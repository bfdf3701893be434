//! Campaign Crew - multi-agent marketing operations service
//!
//! Keeps teams of LLM-driven agents alive across stateless chat requests,
//! drives their turn-taking loop, and exposes the result over HTTP.

mod api;
mod config;
mod context;
mod kinds;
mod llm;
mod session;
mod tools;

#[cfg(test)]
mod testing;

use api::{create_router, AppState};
use config::AppConfig;
use llm::{LlmService, UsageMeter};
use session::{ConversationEngine, SessionManager};
use std::net::SocketAddr;
use std::sync::Arc;
use tools::ToolCatalog;
use tower_http::{
    cors::{Any, CorsLayer},
    trace::TraceLayer,
};
use tracing_subscriber::{layer::SubscriberExt, util::SubscriberInitExt};

#[tokio::main]
async fn main() -> Result<(), Box<dyn std::error::Error>> {
    // Initialize logging
    tracing_subscriber::registry()
        .with(
            tracing_subscriber::EnvFilter::try_from_default_env()
                .unwrap_or_else(|_| "campaign_crew=info,tower_http=debug".into()),
        )
        .with(
            tracing_subscriber::fmt::layer()
                .json()
                .with_current_span(false)
                .with_span_list(false),
        )
        .init();

    // Configuration
    let config = AppConfig::from_env();

    // LLM service stack
    let usage = Arc::new(UsageMeter::default());
    let llm = llm::build_service(&config.llm, usage.clone());
    if config.llm.anthropic_api_key.is_none() && config.llm.gateway.is_none() {
        tracing::warn!("No LLM credentials configured. Set ANTHROPIC_API_KEY or LLM_GATEWAY.");
    } else {
        tracing::info!(model = %llm.model_id(), "LLM service initialized");
    }

    // Session manager with the default kinds
    let engine = ConversationEngine::new(llm, config.engine.clone());
    let manager = SessionManager::new(engine, ToolCatalog::new());
    kinds::register_default_kinds(&manager)?;
    tracing::info!(
        kinds = ?manager.kind_names(),
        max_round = config.engine.max_round,
        message_retry_ceiling = config.engine.message_retry_ceiling,
        session_restart_ceiling = config.engine.session_restart_ceiling,
        "Session manager ready"
    );

    // Create router
    let cors = CorsLayer::new()
        .allow_origin(Any)
        .allow_methods(Any)
        .allow_headers(Any);

    let app = create_router(AppState::new(manager, usage))
        .layer(TraceLayer::new_for_http())
        .layer(cors);

    // Start server
    let addr = SocketAddr::from(([0, 0, 0, 0], config.port));
    tracing::info!("Campaign Crew server listening on {}", addr);

    let listener = tokio::net::TcpListener::bind(addr).await?;
    axum::serve(listener, app).await?;

    Ok(())
}
//! Multi-agent sessions
//!
//! A [`Session`] is one running conversation between the participants of a
//! blueprint. [`SessionManager`] keeps sessions alive between requests,
//! [`ConversationEngine`] drives their turn loop, and [`DelegationBridge`]
//! swaps one session for another of a different kind at the same key.
//!
//! Each session sits behind its own async mutex. Only one request may drive
//! a given key at a time; a second concurrent request for the same key is
//! rejected with `SessionBusy` rather than queued.

mod blueprint;
mod conversation;
mod delegation;
mod engine;
mod error;
mod manager;
mod transcript;

#[cfg(test)]
mod proptests;

pub use blueprint::{
    KindParams, ParticipantSpec, SessionBlueprint, SessionFactory, SpeakerSelection,
};
pub use conversation::DEFAULT_KIND;
pub use delegation::DelegationBridge;
pub use engine::{ConversationEngine, EngineConfig, SessionOutcome};
pub use error::SessionError;
pub use manager::SessionManager;
pub use transcript::Message;

use crate::context::{ContextStore, SharedContext};
use crate::llm::{LlmRequest, SystemContent, ToolDefinition};
use crate::tools::{BoundTool, ToolDispatcher};
use serde::{Deserialize, Serialize};
use std::fmt;
use std::sync::Arc;

/// Identifies a conversation across requests
#[derive(Debug, Clone, Copy, PartialEq, Eq, Hash, PartialOrd, Ord, Serialize, Deserialize)]
pub struct SessionKey {
    pub tenant_id: i64,
    pub conversation_id: i64,
}

impl SessionKey {
    pub fn new(tenant_id: i64, conversation_id: i64) -> Self {
        Self {
            tenant_id,
            conversation_id,
        }
    }

    /// Stable, unique name for the conversation
    pub fn session_name(self) -> String {
        format!("{}_{}", self.tenant_id, self.conversation_id)
    }
}

impl fmt::Display for SessionKey {
    fn fmt(&self, f: &mut fmt::Formatter<'_>) -> fmt::Result {
        write!(f, "{}_{}", self.tenant_id, self.conversation_id)
    }
}

/// `INIT -> RUNNING -> (PAUSED | DONE | FAILED)`, `PAUSED -> RUNNING`
#[derive(Debug, Clone, Copy, PartialEq, Eq, Serialize, Deserialize)]
#[serde(rename_all = "snake_case")]
pub enum SessionState {
    Init,
    Running,
    /// Waiting for the client's next message
    Paused,
    Done,
    Failed,
}

impl fmt::Display for SessionState {
    fn fmt(&self, f: &mut fmt::Formatter<'_>) -> fmt::Result {
        let name = match self {
            SessionState::Init => "init",
            SessionState::Running => "running",
            SessionState::Paused => "paused",
            SessionState::Done => "done",
            SessionState::Failed => "failed",
        };
        f.write_str(name)
    }
}

/// Retry bookkeeping for the two-level retry policy
#[derive(Debug, Clone, Copy, Default, PartialEq, Eq, Serialize)]
pub struct RetryCounters {
    /// Nudges spent on the most recent LLM call
    pub message_retries: u32,
    /// Nudges spent over the session's lifetime
    pub message_retries_total: u32,
    /// Full restarts from the initial message; never reset
    pub session_restarts: u32,
}

/// One conversational role within a session
#[derive(Clone)]
pub struct Participant {
    role: String,
    description: String,
    executor: bool,
    speaks: bool,
    proposals: Vec<ToolDefinition>,
    executables: Vec<BoundTool>,
}

impl Participant {
    pub fn from_spec(spec: &ParticipantSpec) -> Self {
        Self {
            role: spec.role.clone(),
            description: spec.description.clone(),
            executor: spec.executor,
            speaks: spec.speaks,
            proposals: Vec::new(),
            executables: Vec::new(),
        }
    }

    pub fn role(&self) -> &str {
        &self.role
    }

    pub fn description(&self) -> &str {
        &self.description
    }

    pub fn is_executor(&self) -> bool {
        self.executor
    }

    pub fn speaks(&self) -> bool {
        self.speaks
    }

    pub(crate) fn offer_tools(&mut self, definitions: Vec<ToolDefinition>) {
        self.proposals = definitions;
    }

    pub(crate) fn equip_tools(&mut self, tools: Vec<BoundTool>) {
        self.executables = tools;
    }

    /// Tools this participant may propose
    pub fn tool_definitions(&self) -> &[ToolDefinition] {
        &self.proposals
    }

    /// Tools this participant may run (executor only)
    pub fn executable_tool(&self, name: &str) -> Option<&BoundTool> {
        self.executables.iter().find(|t| t.name() == name)
    }
}

pub type SessionHandle = Arc<tokio::sync::Mutex<Session>>;

pub struct Session {
    key: SessionKey,
    kind: String,
    state: SessionState,
    context: SharedContext,
    transcript: Vec<Message>,
    participants: Vec<Participant>,
    dispatcher: ToolDispatcher,
    counters: RetryCounters,
    guidelines: String,
    speaker_selection: SpeakerSelection,
    max_round: usize,
    /// Index of the next participant to speak
    cursor: usize,
    /// Give the floor back to `cursor` without consulting the manager
    hold_floor: bool,
    /// Transcript index where the current run began
    run_start: usize,
}

impl fmt::Debug for Session {
    fn fmt(&self, f: &mut fmt::Formatter<'_>) -> fmt::Result {
        f.debug_struct("Session")
            .field("key", &self.key)
            .field("kind", &self.kind)
            .field("state", &self.state)
            .field("messages", &self.transcript.len())
            .finish_non_exhaustive()
    }
}

impl Session {
    pub fn new(
        key: SessionKey,
        kind: impl Into<String>,
        blueprint: SessionBlueprint,
        dispatcher: ToolDispatcher,
        context: ContextStore,
        default_max_round: usize,
    ) -> Result<Self, SessionError> {
        let kind = kind.into();
        blueprint.validate(&kind, !dispatcher.is_empty())?;

        let mut participants: Vec<Participant> =
            blueprint.participants.iter().map(Participant::from_spec).collect();

        let context = context.into_shared();
        dispatcher.set_context(context.clone());

        if let Some(exec) = participants.iter().position(Participant::is_executor) {
            for idx in 0..participants.len() {
                if idx == exec {
                    if participants[idx].speaks {
                        dispatcher.bind_solo(&mut participants[idx]);
                    }
                } else if participants[idx].speaks {
                    let (proposer, executor) = pair_mut(&mut participants, idx, exec);
                    dispatcher.bind(proposer, executor);
                }
            }
            if !participants[exec].speaks && participants[exec].executables.is_empty() {
                participants[exec].equip_tools(dispatcher.bound_tools());
            }
        }

        let cursor = participants.iter().position(|p| p.speaks).unwrap_or(0);

        Ok(Self {
            key,
            kind,
            state: SessionState::Init,
            context,
            transcript: Vec::new(),
            participants,
            dispatcher,
            counters: RetryCounters::default(),
            guidelines: blueprint.guidelines,
            speaker_selection: blueprint.speaker_selection,
            max_round: blueprint.max_round.unwrap_or(default_max_round),
            cursor,
            hold_floor: false,
            run_start: 0,
        })
    }

    pub fn key(&self) -> SessionKey {
        self.key
    }

    pub fn name(&self) -> String {
        self.key.session_name()
    }

    pub fn kind(&self) -> &str {
        &self.kind
    }

    pub fn state(&self) -> SessionState {
        self.state
    }

    pub fn context(&self) -> SharedContext {
        self.context.clone()
    }

    pub fn dispatcher(&self) -> &ToolDispatcher {
        &self.dispatcher
    }

    pub fn transcript(&self) -> &[Message] {
        &self.transcript
    }

    pub fn counters(&self) -> RetryCounters {
        self.counters
    }

    pub fn participants(&self) -> &[Participant] {
        &self.participants
    }

    pub fn max_round(&self) -> usize {
        self.max_round
    }

    // ------------------------------------------------------------------
    // Turn-loop bookkeeping, driven by the engine
    // ------------------------------------------------------------------

    /// Reset to a fresh run from the initial message
    fn begin_initiate(&mut self, message: &str) {
        self.transcript.clear();
        self.transcript.push(Message::client(message));
        self.run_start = 0;
        self.cursor = self.first_speaker();
        self.hold_floor = false;
        self.state = SessionState::Running;
    }

    /// Inject the client's message and resume with the participant that paused
    fn begin_continue(&mut self, message: &str) {
        self.run_start = self.transcript.len();
        self.transcript.push(Message::client(message));
        self.hold_floor = true;
        self.state = SessionState::Running;
    }

    /// Messages appended in the current run, including the one that started it
    fn rounds(&self) -> usize {
        self.transcript.len() - self.run_start
    }

    fn push(&mut self, message: Message) {
        self.transcript.push(message);
    }

    fn finish(&mut self, state: SessionState, message: String) -> SessionOutcome {
        self.state = state;
        SessionOutcome { state, message }
    }

    fn fail(&mut self) {
        self.state = SessionState::Failed;
    }

    fn first_speaker(&self) -> usize {
        self.participants.iter().position(|p| p.speaks).unwrap_or(0)
    }

    fn speaker_count(&self) -> usize {
        self.participants.iter().filter(|p| p.speaks).count()
    }

    /// Next speaking participant after `from`, wrapping around
    fn next_speaker(&self, from: usize) -> usize {
        let n = self.participants.len();
        (1..=n)
            .map(|step| (from + step) % n)
            .find(|&idx| self.participants[idx].speaks)
            .unwrap_or(from)
    }

    fn executor(&self) -> Option<&Participant> {
        self.participants.iter().find(|p| p.executor)
    }

    /// Speaking participant whose role is named in `text`
    fn match_role(&self, text: &str) -> Option<usize> {
        let wanted = text.trim().trim_matches(|c: char| !c.is_alphanumeric() && c != '_');
        self.participants
            .iter()
            .position(|p| p.speaks && p.role.eq_ignore_ascii_case(wanted))
            .or_else(|| {
                let lowered = text.to_lowercase();
                self.participants
                    .iter()
                    .position(|p| p.speaks && lowered.contains(&p.role.to_lowercase()))
            })
    }

    fn roster(&self) -> String {
        self.participants
            .iter()
            .filter(|p| p.speaks())
            .map(|p| format!("- {}: {}", p.role(), p.description()))
            .collect::<Vec<_>>()
            .join("\n")
    }

    /// Request for the participant at `idx` to take its turn
    fn request_for(&self, idx: usize, max_tokens: u32) -> LlmRequest {
        let participant = &self.participants[idx];
        let mut system = vec![SystemContent::cached(format!(
            "You are {}, a member of a marketing operations team.\n\n{}",
            participant.role, participant.description
        ))];
        if !self.guidelines.is_empty() {
            system.push(SystemContent::cached(self.guidelines.clone()));
        }
        if self.speaker_count() > 1 {
            system.push(SystemContent::new(format!("Team members:\n{}", self.roster())));
        }

        LlmRequest {
            system,
            messages: transcript::build_llm_messages(&self.transcript, &participant.role),
            tools: participant.proposals.clone(),
            max_tokens: Some(max_tokens),
        }
    }

    /// Request asking the model which role should speak next
    fn selection_request(&self, max_tokens: u32) -> LlmRequest {
        LlmRequest {
            system: vec![SystemContent::new(format!(
                "You coordinate a team conversation. Read it and reply with only the role name of the member who should speak next.\n\nTeam members:\n{}",
                self.roster()
            ))],
            messages: transcript::build_llm_messages(&self.transcript, ""),
            tools: Vec::new(),
            max_tokens: Some(max_tokens),
        }
    }
}

/// Mutable borrows of two distinct participants
fn pair_mut(items: &mut [Participant], a: usize, b: usize) -> (&mut Participant, &mut Participant) {
    debug_assert_ne!(a, b);
    if a < b {
        let (left, right) = items.split_at_mut(b);
        (&mut left[a], &mut right[0])
    } else {
        let (left, right) = items.split_at_mut(a);
        (&mut right[0], &mut left[b])
    }
}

[The problem] Wherever the word "cors" appears in the data, return the whole line.

[Answer for this exercise]
    cors::{Any, CorsLayer},
    let cors = CorsLayer::new()
        .layer(cors);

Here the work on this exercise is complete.